Most people imagine pregnancy as a time when a couple grows closer, shares responsibilities and adapts together to big changes ahead. But sometimes, those changes don’t bring out tenderness.

Instead, they expose deeply ingrained beliefs that a partner may have never voiced before. And when those beliefs surface at the worst possible moment, the emotional fallout can be overwhelming.

That is the situation the poster found herself in. What should have been a joyful time quickly turned tense when her husband revealed a mindset she didn’t know he held.

A routine nightly task spiraled into a long speech about expectations that left her stunned and unsure how to respond. Keep reading to learn what happened next and how she found herself rethinking the support she thought she’d have.

A pregnant woman is stunned when her husband insists nothing should change for her at home

Pregnant Woman Challenges Husband’s Beliefs, And His Entire Family Turns On Her
Not the actual photo

'AITA for getting upset with my husband after he told me nothing will change while I am pregnant?'

Throwaway account. So me (26f) and my husband (28m), who I'll call "Jake" for this story, have been together for 5 years and married for 3.

We have recently started trying for a baby as we both felt like that was the next step in our life together, and 3 weeks ago I got a positive...

We were really really happy and told our families, and now my mom and MIL want to throw a big baby shower for us,

it was just super good news all around.

Well 2 nights ago me and Jake were getting ready for bed when he reminds me to go through the house and make sure all the lights are off.

Now he can be a little lazy at times, and it has become a nightly routine

for me to make sure all the lights are off that he leaves on before we go to bed.

I wasn't feeling very well and asked if he could just do it since he wasn't doing anything and was literally standing by the door.

He then tells me "No, this is what is expected of you every night."

I was a little hurt but I didn't want to fight with him so I just did it.

When I came back Jake goes on this very long and unprovoked rant saying things like

"Just because you are pregnant does not mean anything will change" and  "You are still expected to cook, clean, and do all the chores every day

because how can you be expected to be a mother if you can't handle a little work."

He wasn't yelling or anything, he was talking to me quietly like a was 2 inches tall.

I was shocked because I had never heard him say anything like this.

The rant went on for about 30 minutes before I interjected and asked "Well what do you plan on doing to help me with all of this.

" He then got extremely defensive saying he works his ass of at his job to provide for me and what is going to be our future children.

(For context I don't work atm, my job was not paying enough to justify me going so I am a full time college student)

He ended by saying that it doesn't matter how I feel physically or mentally, it is a mothers job to push through, and if he helped and babied me I...

I got extremely upset and started yelling and I said that "I wish I would've known this is how you felt before I got pregnant with your baby.

" There was a moment of silence before he started crying and he left for the night to stay at his mothers house.

He hasn't been back yet and my MIL and SIL have called me berating me and saying I broke Jakes heart with

what I said and I need to apologize immediately, and until I do he isn't coming home.
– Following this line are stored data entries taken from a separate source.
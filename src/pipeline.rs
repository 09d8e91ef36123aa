use futures::future::join_all;
use tokio::sync::mpsc;
use tracing::{info, warn};

use crate::cache::DocumentCache;
use crate::chat::ChatService;
use crate::concepts;
use crate::conversation::Conversation;
use crate::encyclopedia::SiteClient;
use crate::resolver::{self, Resolved, SelectionPolicy, Source};

const ANSWER_TEMPERATURE: f32 = 0.0;

/// Progress and result events of one query run, in emission order.
/// `Stopped` is always the last event, on every path; consumers may ignore
/// event kinds they do not recognize.
#[derive(Debug, Clone, PartialEq)]
pub enum LogicEvent {
    SearchStarted { concepts: Vec<String> },
    ConceptResolved { concept: String },
    ConceptFailed { concept: String, error: String },
    /// Cumulative: carries the full answer-so-far, so a consumer can render
    /// by replacing prior state even when intermediate events are dropped.
    AnswerChunk { text: String },
    AnswerComplete { text: String, sources: Vec<Source> },
    GenerationFailed { error: String },
    Stopped,
}

/// What to do when no search concepts could be extracted from the query.
#[derive(Debug, Clone, Copy, PartialEq, Eq, Default)]
pub enum EmptyConceptPolicy {
    /// Answer anyway, from an empty context (the answer carries no sources).
    #[default]
    AnswerUnsourced,
    /// Stop without answering.
    Abort,
}

#[derive(Debug, Clone, Copy)]
pub struct QueryOptions {
    pub do_search: bool,
    pub selection: SelectionPolicy,
    pub on_empty_concepts: EmptyConceptPolicy,
}

impl Default for QueryOptions {
    fn default() -> Self {
        Self {
            do_search: true,
            selection: SelectionPolicy::default(),
            on_empty_concepts: EmptyConceptPolicy::default(),
        }
    }
}

/// Answer one query, emitting [`LogicEvent`]s on `events` as the run
/// progresses. Concept resolutions run concurrently, but events and context
/// assembly always follow the original concept order, and any single
/// concept failure aborts the whole query. The caller owns the receiving
/// end; dropping it cancels the run.
pub async fn answer_query(
    chat: &impl ChatService,
    site: &SiteClient,
    cache: &impl DocumentCache,
    convo: &mut Conversation,
    query: &str,
    opts: &QueryOptions,
    events: mpsc::Sender<LogicEvent>,
) {
    run(chat, site, cache, convo, query, opts, &events).await;
    let _ = events.send(LogicEvent::Stopped).await;
}

async fn run(
    chat: &impl ChatService,
    site: &SiteClient,
    cache: &impl DocumentCache,
    convo: &mut Conversation,
    query: &str,
    opts: &QueryOptions,
    events: &mpsc::Sender<LogicEvent>,
) {
    if !opts.do_search {
        // Non-search turn: prior turns are the only context.
        if let Some(answer) = stream_answer(chat, convo, query.to_string(), events).await {
            convo.add_assistant(answer);
        }
        return;
    }

    let concepts = match concepts::extract_concepts(chat, query).await {
        Ok(concepts) => concepts,
        Err(e) => {
            warn!(error = %e, "concept extraction failed");
            let _ = events
                .send(LogicEvent::GenerationFailed {
                    error: e.to_string(),
                })
                .await;
            return;
        }
    };

    if events
        .send(LogicEvent::SearchStarted {
            concepts: concepts.clone(),
        })
        .await
        .is_err()
    {
        return;
    }

    if concepts.is_empty() && opts.on_empty_concepts == EmptyConceptPolicy::Abort {
        info!("no search concepts extracted, stopping without an answer");
        return;
    }

    // All resolutions are launched together and joined; a failing sibling
    // neither cancels the others nor stops them from populating the cache.
    let resolutions = join_all(
        concepts
            .iter()
            .map(|concept| resolver::resolve_concept(site, cache, opts.selection, concept)),
    )
    .await;

    let mut context = String::new();
    let mut sources: Vec<Source> = Vec::new();
    for (concept, outcome) in concepts.iter().zip(resolutions) {
        match outcome {
            Ok(Resolved {
                text,
                sources: concept_sources,
            }) => {
                context.push_str(&text);
                sources.extend(concept_sources);
                if events
                    .send(LogicEvent::ConceptResolved {
                        concept: concept.clone(),
                    })
                    .await
                    .is_err()
                {
                    return;
                }
            }
            Err(e) => {
                warn!(concept, error = %e, "concept resolution failed, aborting query");
                let _ = events
                    .send(LogicEvent::ConceptFailed {
                        concept: concept.clone(),
                        error: e.to_string(),
                    })
                    .await;
                return;
            }
        }
    }

    let prompt = format!("<context>{context}</context>\n\n<query>{query}</query>");
    let Some(answer) = stream_answer(chat, convo, prompt, events).await else {
        return;
    };
    convo.add_assistant(answer.clone());

    if !sources.is_empty() {
        let _ = events
            .send(LogicEvent::AnswerComplete {
                text: answer,
                sources,
            })
            .await;
    }
}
I don't know how to feel.

So AITA for yelling at my husband after he said he isn't helping me with anything during the pregnancy because "its a mothers job to deal with it"?

EDIT: First I want to thank you all for your responses.

I'm sorry I haven't really responded to anyone specifically but I really do appreciate you guys.

A few of you asked if I told my MIL and SIL what he said, which I did.

They basically said I was being sensitive and all he meant was pregnancy isn't an excuse to be lazy, he meant no harm.

ok. I am getting some things together and am going to be headed to my mom and dads house.

My mom is furious with him and doesn't want me apologizing to him or talking

to him without the situation either being recorded or having a witness.

Regardless, I am ok and will be ok. I do appreciate all of you though, you have opened my eyes to many things

I may have been ignoring or looking past over the years.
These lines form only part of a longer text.